Wow you all posted some really amazing stuff. Don't laugh at me but I like my hammer (typical I know). It's a two tone hammer with a hint of orange base.


----------



## NovaRaven (Aug 23, 2013)

Here's one of 2 dendros that I have. Seemingly happy after being fed


----------



## explor3r (Mar 14, 2010)

Feeding time


----------



## des (Jul 30, 2011)

explor3r said:


> Feeding time


What is this piece called? Looks like it came from another planet. Spectacular shots.


----------



## explor3r (Mar 14, 2010)

des said:


> What is this piece called? Looks like it came from another planet. Spectacular shots.


Thanks 1 and 2 picture same coral (donut coral) 3 and 4 different corals but also donuts


----------



## Patwa (Jan 30, 2014)

nice shots, Alex

if anyone is interested in the actual taxonomic name, it's acantophyllia sp. (aka. 'meat coral') but some people call it a donut, which is more common with scolymia sp.

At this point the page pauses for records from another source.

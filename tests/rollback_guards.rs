
use serde_json::json;
use test_support::{error_code, request, request_ok, spawn_sidecar, temp_workspace, write_file};

#[test]
fn failed_uploads_have_nothing_to_reverse() {
    let workspace = temp_workspace();
    let (_sidecar, mut stdin, mut reader) = spawn_sidecar();

    request_ok(
        &mut stdin,
        &mut reader,
        "1",
        "workspace.select",
        json!({ "path": workspace.path().to_string_lossy() }),
    );
    let csv = write_file(
        workspace.path(),
        "bad.csv",
        "Student_ID,Full_Name,Email_ID\nSTU001,Rahul Sharma,not-an-email\n",
    );
    let committed = request_ok(
        &mut stdin,
        &mut reader,
        "2",
        "upload.commit",
        json!({ "path": csv.to_string_lossy(), "uploadedBy": "admin@school.edu" }),
    );
    assert_eq!(committed["manifest"]["status"], "failed");
    let upload_id = committed["manifest"]["id"].as_str().expect("id").to_string();

    let refused = request(
        &mut stdin,
        &mut reader,
        "3",
        "uploads.requestRollback",
        json!({ "uploadId": upload_id }),
    );
    assert_eq!(error_code(&refused), Some("rollback_not_permitted"));

    // Storage is untouched: no students, manifest unflagged.
    let students = request_ok(&mut stdin, &mut reader, "4", "students.list", json!({}));
    assert_eq!(students["total"], 0);
    let manifest = request_ok(
        &mut stdin,
        &mut reader,
        "5",
        "uploads.get",
        json!({ "uploadId": upload_id }),
    );
    assert_eq!(manifest["manifest"]["rolledBack"], false);
}

#[test]
fn unknown_manifest_is_not_found() {
    let workspace = temp_workspace();
    let (_sidecar, mut stdin, mut reader) = spawn_sidecar();

    request_ok(
        &mut stdin,
        &mut reader,
        "1",
        "workspace.select",
        json!({ "path": workspace.path().to_string_lossy() }),
    );
    let resp = request(
        &mut stdin,
        &mut reader,
        "2",
        "uploads.requestRollback",
        json!({ "uploadId": "no-such-upload" }),
    );
    assert_eq!(error_code(&resp), Some("manifest_not_found"));
}

#[test]
fn a_later_upload_blocks_rolling_back_an_earlier_one() {
    let workspace = temp_workspace();
    let (_sidecar, mut stdin, mut reader) = spawn_sidecar();

    request_ok(
        &mut stdin,
        &mut reader,
        "1",
        "workspace.select",
        json!({ "path": workspace.path().to_string_lossy() }),
    );
    let first_csv = write_file(
        workspace.path(),
        "first.csv",
        "Student_ID,Full_Name,Attendance_Percent\nSTU001,Rahul Sharma,50\n",
    );
    let first = request_ok(
        &mut stdin,
        &mut reader,
        "2",
        "upload.commit",
        json!({ "path": first_csv.to_string_lossy(), "uploadedBy": "admin@school.edu" }),
    );
    let first_id = first["manifest"]["id"].as_str().expect("id").to_string();

    let second_csv = write_file(
        workspace.path(),
        "second.csv",
        "Student_ID,Full_Name,Attendance_Percent\nSTU001,Rahul Sharma,90\n",
    );
    request_ok(
        &mut stdin,
        &mut reader,
        "3",
        "upload.commit",
        json!({ "path": second_csv.to_string_lossy(), "uploadedBy": "mentor@school.edu" }),
    );

    // The later upload owns STU001's current state now; the conflict is
    // surfaced, never silently overridden.
    let refused = request(
        &mut stdin,
        &mut reader,
        "4",
        "uploads.requestRollback",
        json!({ "uploadId": first_id }),
    );
    assert_eq!(error_code(&refused), Some("rollback_not_permitted"));
    let conflicts = refused
        .pointer("/error/details/conflictingStudentIds")
        .and_then(|v| v.as_array())
        .expect("conflict details");
    assert_eq!(conflicts, &vec![json!("STU001")]);

    let student = request_ok(
        &mut stdin,
        &mut reader,
        "5",
        "students.get",
        json!({ "studentId": "STU001" }),
    );
    assert_eq!(student["student"]["attendancePercent"], 90.0);
}

#[test]
fn a_stale_preview_cannot_confirm_past_fresh_guards() {
    let workspace = temp_workspace();
    let (_sidecar, mut stdin, mut reader) = spawn_sidecar();

    request_ok(
        &mut stdin,
        &mut reader,
        "1",
        "workspace.select",
        json!({ "path": workspace.path().to_string_lossy() }),
    );
    let first_csv = write_file(
        workspace.path(),
        "first.csv",
        "Student_ID,Full_Name,Attendance_Percent\nSTU001,Rahul Sharma,50\n",
    );
    let first = request_ok(
        &mut stdin,
        &mut reader,
        "2",
        "upload.commit",
        json!({ "path": first_csv.to_string_lossy(), "uploadedBy": "admin@school.edu" }),
    );
    let first_id = first["manifest"]["id"].as_str().expect("id").to_string();

    // Token issued while the rollback was still legal...
    let preview = request_ok(
        &mut stdin,
        &mut reader,
        "3",
        "uploads.requestRollback",
        json!({ "uploadId": first_id }),
    );
    let token = preview["token"].as_str().expect("token").to_string();

    // ...then another upload touches the same student.
    let second_csv = write_file(
        workspace.path(),
        "second.csv",
        "Student_ID,Full_Name,Attendance_Percent\nSTU001,Rahul Sharma,90\n",
    );
    request_ok(
        &mut stdin,
        &mut reader,
        "4",
        "upload.commit",
        json!({ "path": second_csv.to_string_lossy(), "uploadedBy": "admin@school.edu" }),
    );

    let refused = request(
        &mut stdin,
        &mut reader,
        "5",
        "uploads.confirmRollback",
        json!({ "uploadId": first_id, "token": token }),
    );
    assert_eq!(error_code(&refused), Some("rollback_not_permitted"));
    let student = request_ok(
        &mut stdin,
        &mut reader,
        "6",
        "students.get",
        json!({ "studentId": "STU001" }),
    );
    assert_eq!(student["student"]["attendancePercent"], 90.0);
}
//! Hour-Partitioned Artifact Writer
//!
//! Batches land in `<root>/<year>/<month>/<day>/<hour>.csv.gz` (components
//! unpadded). Every flush appends one complete gzip member holding a header
//! row plus the batch, so an hour that is flushed twice yields a file with two
//! header rows. Multi-member gzip is read back as one stream by standard
//! tools and by `flate2::read::MultiGzDecoder`.
//!
//! The member is encoded in memory first and appended with a single write, so
//! a failure while encoding never touches the file.

use chrono::{DateTime, Utc};
use flate2::{write::GzEncoder, Compression};
use serde::Serialize;
use std::fmt;
use std::fs::{self, OpenOptions};
use std::io::{self, Write};
use std::path::{Path, PathBuf};
use tracing::debug;

use crate::models::{Bucket, PositionRecord};

pub const DEFAULT_DATA_DIR: &str = "data";
pub const ARTIFACT_EXTENSION: &str = "csv.gz";
pub const COLUMNS: [&str; 8] = [
    "mmsi",
    "ship_name",
    "latitude",
    "longitude",
    "timestamp",
    "ifl_hash",
    "dup_hash",
    "ingested_at",
];

const ROW_TIME_FORMAT: &str = "%Y-%m-%d %H:%M:%S%.6f%:z";

/// Destination for full-hour batches.
pub trait BatchWriter {
    /// Persist `records` under `bucket`, returning the artifact path.
    fn flush(&self, records: &[PositionRecord], bucket: Bucket) -> Result<PathBuf, FilesystemError>;
}

#[derive(Serialize)]
struct CsvRow<'a> {
    mmsi: &'a str,
    ship_name: &'a str,
    latitude: String,
    longitude: String,
    timestamp: String,
    ifl_hash: String,
    dup_hash: String,
    ingested_at: String,
}

impl<'a> CsvRow<'a> {
    fn from_record(record: &'a PositionRecord) -> Self {
        Self {
            mmsi: record.mmsi().as_str(),
            ship_name: record.ship_name(),
            latitude: format!("{:?}", record.latitude()),
            longitude: format!("{:?}", record.longitude()),
            timestamp: format_time(&record.timestamp()),
            ifl_hash: record.ifl_hash().to_string(),
            dup_hash: record.dup_hash().to_string(),
            ingested_at: format_time(&record.ingested_at()),
        }
    }
}

fn format_time(ts: &DateTime<Utc>) -> String {
    ts.format(ROW_TIME_FORMAT).to_string()
}

/// Writes gzip-compressed CSV artifacts under a root directory.
#[derive(Debug, Clone)]
pub struct PartitionedWriter {
    root: PathBuf,
}

impl Default for PartitionedWriter {
    fn default() -> Self {
        Self::new(DEFAULT_DATA_DIR)
    }
}

impl PartitionedWriter {
    pub fn new(root: impl Into<PathBuf>) -> Self {
        Self { root: root.into() }
    }

    pub fn root(&self) -> &Path {
        &self.root
    }

    pub fn artifact_path(&self, bucket: &Bucket) -> PathBuf {
        self.root
            .join(bucket.relative_dir())
            .join(format!("{}.{}", bucket.hour, ARTIFACT_EXTENSION))
    }

    fn encode_member(records: &[PositionRecord]) -> Result<Vec<u8>, EncodeError> {
        let encoder = GzEncoder::new(Vec::with_capacity(4096), Compression::default());
        let mut csv_writer = csv::WriterBuilder::new()
            .has_headers(false)
            .from_writer(encoder);

        csv_writer.write_record(COLUMNS)?;
        for record in records {
            csv_writer.serialize(CsvRow::from_record(record))?;
        }

        let encoder = csv_writer
            .into_inner()
            .map_err(|e| EncodeError::Io(e.into_error()))?;
        Ok(encoder.finish()?)
    }
}

impl BatchWriter for PartitionedWriter {
    fn flush(&self, records: &[PositionRecord], bucket: Bucket) -> Result<PathBuf, FilesystemError> {
        let path = self.artifact_path(&bucket);

        let member = Self::encode_member(records).map_err(|source| FilesystemError::Encode {
            path: path.clone(),
            source,
        })?;

        if let Some(dir) = path.parent() {
            fs::create_dir_all(dir).map_err(|source| FilesystemError::CreateDir {
                path: dir.to_path_buf(),
                source,
            })?;
        }

        let mut file = OpenOptions::new()
            .create(true)
            .append(true)
            .open(&path)
            .map_err(|source| FilesystemError::Open {
                path: path.clone(),
                source,
            })?;

        file.write_all(&member)
            .and_then(|_| file.flush())
            .map_err(|source| FilesystemError::Write {
                path: path.clone(),
                source,
            })?;

        debug!(
            path = %path.display(),
            rows = records.len(),
            bytes = member.len(),
            "Appended gzip member"
        );

        Ok(path)
    }
}

/// Failure while turning a batch into CSV/gzip bytes.
#[derive(Debug)]
pub enum EncodeError {
    Csv(csv::Error),
    Io(io::Error),
}

impl fmt::Display for EncodeError {
    fn fmt(&self, f: &mut fmt::Formatter<'_>) -> fmt::Result {
        match self {
            Self::Csv(e) => write!(f, "CSV encoding error: {}", e),
            Self::Io(e) => write!(f, "compression error: {}", e),
        }
    }
}

impl std::error::Error for EncodeError {
    fn source(&self) -> Option<&(dyn std::error::Error + 'static)> {
        match self {
            Self::Csv(e) => Some(e),
            Self::Io(e) => Some(e),
        }
    }
}

impl From<csv::Error> for EncodeError {
    fn from(e: csv::Error) -> Self {
        Self::Csv(e)
    }
}

impl From<io::Error> for EncodeError {
    fn from(e: io::Error) -> Self {
        Self::Io(e)
    }
}

/// Errors from flushing a batch to disk.
#[derive(Debug)]
pub enum FilesystemError {
    CreateDir { path: PathBuf, source: io::Error },
    Open { path: PathBuf, source: io::Error },
    Encode { path: PathBuf, source: EncodeError },
    Write { path: PathBuf, source: io::Error },
}

impl FilesystemError {
    pub fn path(&self) -> &Path {
        match self {
            Self::CreateDir { path, .. }
            | Self::Open { path, .. }
            | Self::Encode { path, .. }
            | Self::Write { path, .. } => path,
        }
    }
}

impl fmt::Display for FilesystemError {
    fn fmt(&self, f: &mut fmt::Formatter<'_>) -> fmt::Result {
        match self {
            Self::CreateDir { path, source } => {
                write!(f, "failed to create directory {}: {}", path.display(), source)
            }
            Self::Open { path, source } => {
                write!(f, "failed to open artifact {}: {}", path.display(), source)
            }
            Self::Encode { path, source } => {
                write!(f, "failed to encode batch for {}: {}", path.display(), source)
            }
            Self::Write { path, source } => {
                write!(f, "failed to append to {}: {}", path.display(), source)
            }
        }
    }
}

impl std::error::Error for FilesystemError {
    fn source(&self) -> Option<&(dyn std::error::Error + 'static)> {
        match self {
            Self::CreateDir { source, .. } | Self::Open { source, .. } | Self::Write { source, .. } => {
                Some(source)
            }
            Self::Encode { source, .. } => Some(source),
        }
    }
}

one of my favourite corals for sure. remember they like lower light and spot feeding, or they suffer in the long run


----------



## explor3r (Mar 14, 2010)

Patwa said:


> nice shots, Alex
> 
> if anyone is interested in the actual taxonomic name, it's acantophyllia sp. (aka. 'meat coral') but some people call it a donut, which is more common with scolymia sp.
> 
> one of my favourite corals for sure. remember they like lower light and spot feeding, or they suffer in the long run


Thanks I have a great camera
Thats right they love low light and food I like the way the tentacles come out to grab food it is such show


----------



## Patwa (Jan 30, 2014)

yeah the way they eat is just awesome...i love it

I just picked up a sweet meat coral that is yellow with purple lines from Flavio over at Advanced Reef Aquatics - i've yet to take a picture of it, but man it's sweet!!!

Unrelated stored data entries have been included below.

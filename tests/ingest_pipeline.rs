//! End-to-end tests for the ingestion pipeline
//!
//! Drives `Ingestor` with an in-memory message source and a real
//! `PartitionedWriter` rooted in a temp directory, then reads the gzip CSV
//! artifacts back.

use ais_recorder::models::Bucket;
use ais_recorder::recorder::{
    Ingestor, MessageSource, PartitionedWriter, StreamBuffer,
};
use ais_recorder::scrapers::ConnectionError;
use async_trait::async_trait;
use flate2::read::MultiGzDecoder;
use std::collections::VecDeque;
use std::fs::File;
use std::io::Read;
use std::path::Path;
use tempfile::tempdir;

struct InMemorySource {
    messages: VecDeque<Vec<u8>>,
}

impl InMemorySource {
    fn new(messages: Vec<String>) -> Self {
        Self {
            messages: messages.into_iter().map(String::into_bytes).collect(),
        }
    }
}

#[async_trait]
impl MessageSource for InMemorySource {
    async fn next_message(&mut self) -> Result<Option<Vec<u8>>, ConnectionError> {
        Ok(self.messages.pop_front())
    }
}

fn envelope(mmsi: u64, time_utc: &str) -> String {
    format!(
        r#"{{"Message": {{"PositionReport": {{}}}}, "MessageType": "PositionReport",
            "MetaData": {{"MMSI": {mmsi}, "ShipName": "BOUNDARY TEST", "latitude": 59.9138,
            "longitude": 10.7387, "time_utc": "{time_utc}"}}}}"#
    )
}

fn read_rows(path: &Path) -> Vec<Vec<String>> {
    let mut text = String::new();
    MultiGzDecoder::new(File::open(path).unwrap())
        .read_to_string(&mut text)
        .unwrap();

    csv::ReaderBuilder::new()
        .has_headers(false)
        .from_reader(text.as_bytes())
        .records()
        .map(|r| r.unwrap().iter().map(str::to_string).collect())
        .collect()
}

fn count_files(dir: &Path) -> usize {
    if !dir.exists() {
        return 0;
    }
    std::fs::read_dir(dir)
        .unwrap()
        .map(|entry| {
            let path = entry.unwrap().path();
            if path.is_dir() {
                count_files(&path)
            } else {
                1
            }
        })
        .sum()
}

#[tokio::test]
async fn test_hour_boundary_flushes_all_three_records_into_outgoing_hour() {
    let dir = tempdir().unwrap();
    let data_dir = dir.path().join("data");

    let mut source = InMemorySource::new(vec![
        envelope(123456789, "2024-01-15 10:59:58.000000000 +0000 UTC"),
        envelope(123456789, "2024-01-15 10:59:59.500000000 +0000 UTC"),
        envelope(123456789, "2024-01-15 11:00:01.000000000 +0000 UTC"),
    ]);
    let mut ingestor = Ingestor::new(PartitionedWriter::new(&data_dir));

    let summary = ingestor.run(&mut source).await.unwrap();

    assert_eq!(summary.records, 3);
    assert_eq!(summary.flushes, 1);
    assert_eq!(summary.discarded, 0);
    assert!(ingestor.buffer().is_empty());
    assert_eq!(
        ingestor.buffer().bucket(),
        Some(Bucket {
            year: 2024,
            month: 1,
            day: 15,
            hour: 11
        })
    );

    let artifact = data_dir.join("2024").join("1").join("15").join("10.csv.gz");
    let rows = read_rows(&artifact);
    assert_eq!(rows.len(), 4);
    assert_eq!(rows[0][0], "mmsi");
    assert_eq!(rows[1][4], "2024-01-15 10:59:58.000000+00:00");
    assert_eq!(rows[2][4], "2024-01-15 10:59:59.500000+00:00");
    assert_eq!(rows[3][4], "2024-01-15 11:00:01.000000+00:00");
    assert!(rows[1..].iter().all(|row| row[0] == "123456789"));

    assert!(!data_dir.join("2024/1/15/11.csv.gz").exists());
    assert_eq!(count_files(&data_dir), 1);
}

#[tokio::test]
async fn test_zero_records_create_no_artifacts() {
    let dir = tempdir().unwrap();
    let data_dir = dir.path().join("data");

    let mut source = InMemorySource::new(vec![]);
    let mut ingestor = Ingestor::new(PartitionedWriter::new(&data_dir));

    let summary = ingestor.run(&mut source).await.unwrap();

    assert_eq!(summary.records, 0);
    assert!(!data_dir.exists());
}

#[tokio::test]
async fn test_single_hour_stream_writes_nothing() {
    let dir = tempdir().unwrap();
    let data_dir = dir.path().join("data");

    let mut source = InMemorySource::new(vec![
        envelope(1, "2024-01-15 10:00:00.000000000 +0000 UTC"),
        envelope(2, "2024-01-15 10:30:00.000000000 +0000 UTC"),
    ]);
    let mut ingestor = Ingestor::new(PartitionedWriter::new(&data_dir));

    let summary = ingestor.run(&mut source).await.unwrap();

    assert_eq!(summary.discarded, 2);
    assert!(!data_dir.exists());
}

#[tokio::test]
async fn test_restart_appends_to_existing_hour_artifact() {
    let dir = tempdir().unwrap();
    let data_dir = dir.path().join("data");

    for mmsi in [111111111u64, 222222222] {
        let mut source = InMemorySource::new(vec![
            envelope(mmsi, "2024-01-15 10:15:00.000000000 +0000 UTC"),
            envelope(mmsi, "2024-01-15 11:15:00.000000000 +0000 UTC"),
        ]);
        let mut ingestor = Ingestor::new(PartitionedWriter::new(&data_dir));
        ingestor.run(&mut source).await.unwrap();
    }

    let rows = read_rows(&data_dir.join("2024/1/15/10.csv.gz"));
    let mmsis: Vec<&str> = rows.iter().map(|row| row[0].as_str()).collect();

    assert_eq!(
        mmsis,
        vec!["mmsi", "111111111", "111111111", "mmsi", "222222222", "222222222"]
    );
}

#[test]
fn test_buffer_and_writer_compose_without_ingestor() {
    let dir = tempdir().unwrap();
    let writer = PartitionedWriter::new(dir.path());
    let mut buffer = StreamBuffer::new();

    let first = ais_recorder::recorder::decode(
        envelope(5, "2024-02-29 23:59:59.999999999 +0000 UTC").as_bytes(),
    )
    .unwrap();
    let second = ais_recorder::recorder::decode(
        envelope(5, "2024-03-01 00:00:00.000000000 +0000 UTC").as_bytes(),
    )
    .unwrap();

    assert!(buffer.add(first, &writer).unwrap().is_none());
    let report = buffer.add(second, &writer).unwrap().unwrap();

    assert_eq!(report.path, dir.path().join("2024/2/29/23.csv.gz"));
    assert_eq!(report.rows, 2);
    assert_eq!(writer.artifact_path(&report.bucket), report.path);
}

in the meantime, here's a pic of my old meat coral from like 7 or 8 years ago. I got it from Reef Raft for $80. I hear neon orange ones like this go for upwards of $150-$200 these days....man, how prices have changed!


----------



## Bayinaung (Feb 24, 2012)

zoapaly said:


> That is sexy lady chalice


I tink I wanna dance with her  LOL


----------



## TankCla (Dec 31, 2010)




----------



## Flexin5 (Nov 12, 2011)

i don't normally buy coral from big al's, but when i do it's 35% off and yellow.


----------



## deeznutz (Aug 21, 2013)

Like play

Kryptonite torch


----------



## fesso clown (Nov 15, 2011)

Just picked up a brand new Canon EOS 70D!!!!!

What do you guys think?


----------



## rickcasa (Dec 7, 2011)

I don't think you're supposed to submerge the camera in the tank.


----------



## J_T (Mar 25, 2011)

Didn't know it came with beer goggle lens?


----------



## kamal (Apr 21, 2009)

Hahaha @beer goggle lens

Sent from my SGH-I747M using Tapatalk


----------



## FragCave (Dec 15, 2011)

Flexin5 said:


> i don't normally buy coral from big al's, but when i do it's 35% off and yellow.


I like it a lot!!!!!


----------



## Jaysan (Dec 19, 2011)

Flexin5 said:


> i don't normally buy coral from big al's, but when i do it's 35% off and yellow.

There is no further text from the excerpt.